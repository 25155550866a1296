//! Stream abstraction for TLS and plain TCP.
//!
//! Every node dials out and accepts in the same process, so one enum covers
//! the plain stream and both TLS roles.

use pin_project_lite::pin_project;
use std::io;
use std::pin::Pin;
use std::task::{Context, Poll};
use tokio::io::{AsyncRead, AsyncWrite, ReadBuf};
use tokio::net::TcpStream;
use tokio_rustls::client::TlsStream as ClientTlsStream;
use tokio_rustls::server::TlsStream as ServerTlsStream;

pin_project! {
    /// A connection stream: plain TCP, or TLS in either role.
    #[project = MaybeTlsStreamProj]
    pub enum MaybeTlsStream {
        Plain { #[pin] stream: TcpStream },
        TlsClient { #[pin] stream: ClientTlsStream<TcpStream> },
        TlsServer { #[pin] stream: ServerTlsStream<TcpStream> },
    }
}

impl MaybeTlsStream {
    /// Returns whether this stream is TLS-encrypted.
    pub fn is_tls(&self) -> bool {
        !matches!(self, MaybeTlsStream::Plain { .. })
    }
}

impl AsyncRead for MaybeTlsStream {
    fn poll_read(
        self: Pin<&mut Self>,
        cx: &mut Context<'_>,
        buf: &mut ReadBuf<'_>,
    ) -> Poll<io::Result<()>> {
        match self.project() {
            MaybeTlsStreamProj::Plain { stream } => stream.poll_read(cx, buf),
            MaybeTlsStreamProj::TlsClient { stream } => stream.poll_read(cx, buf),
            MaybeTlsStreamProj::TlsServer { stream } => stream.poll_read(cx, buf),
        }
    }
}

impl AsyncWrite for MaybeTlsStream {
    fn poll_write(
        self: Pin<&mut Self>,
        cx: &mut Context<'_>,
        buf: &[u8],
    ) -> Poll<io::Result<usize>> {
        match self.project() {
            MaybeTlsStreamProj::Plain { stream } => stream.poll_write(cx, buf),
            MaybeTlsStreamProj::TlsClient { stream } => stream.poll_write(cx, buf),
            MaybeTlsStreamProj::TlsServer { stream } => stream.poll_write(cx, buf),
        }
    }

    fn poll_flush(self: Pin<&mut Self>, cx: &mut Context<'_>) -> Poll<io::Result<()>> {
        match self.project() {
            MaybeTlsStreamProj::Plain { stream } => stream.poll_flush(cx),
            MaybeTlsStreamProj::TlsClient { stream } => stream.poll_flush(cx),
            MaybeTlsStreamProj::TlsServer { stream } => stream.poll_flush(cx),
        }
    }

    fn poll_shutdown(self: Pin<&mut Self>, cx: &mut Context<'_>) -> Poll<io::Result<()>> {
        match self.project() {
            MaybeTlsStreamProj::Plain { stream } => stream.poll_shutdown(cx),
            MaybeTlsStreamProj::TlsClient { stream } => stream.poll_shutdown(cx),
            MaybeTlsStreamProj::TlsServer { stream } => stream.poll_shutdown(cx),
        }
    }
}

┄┄┄┄┄┄┄┄┄┄┄┄┄┄┄┄┄┄┄┄

[What needs to be done] Going through the entries above, count the lines with the word "impl". Give only the result.

[Output of the exercise] 3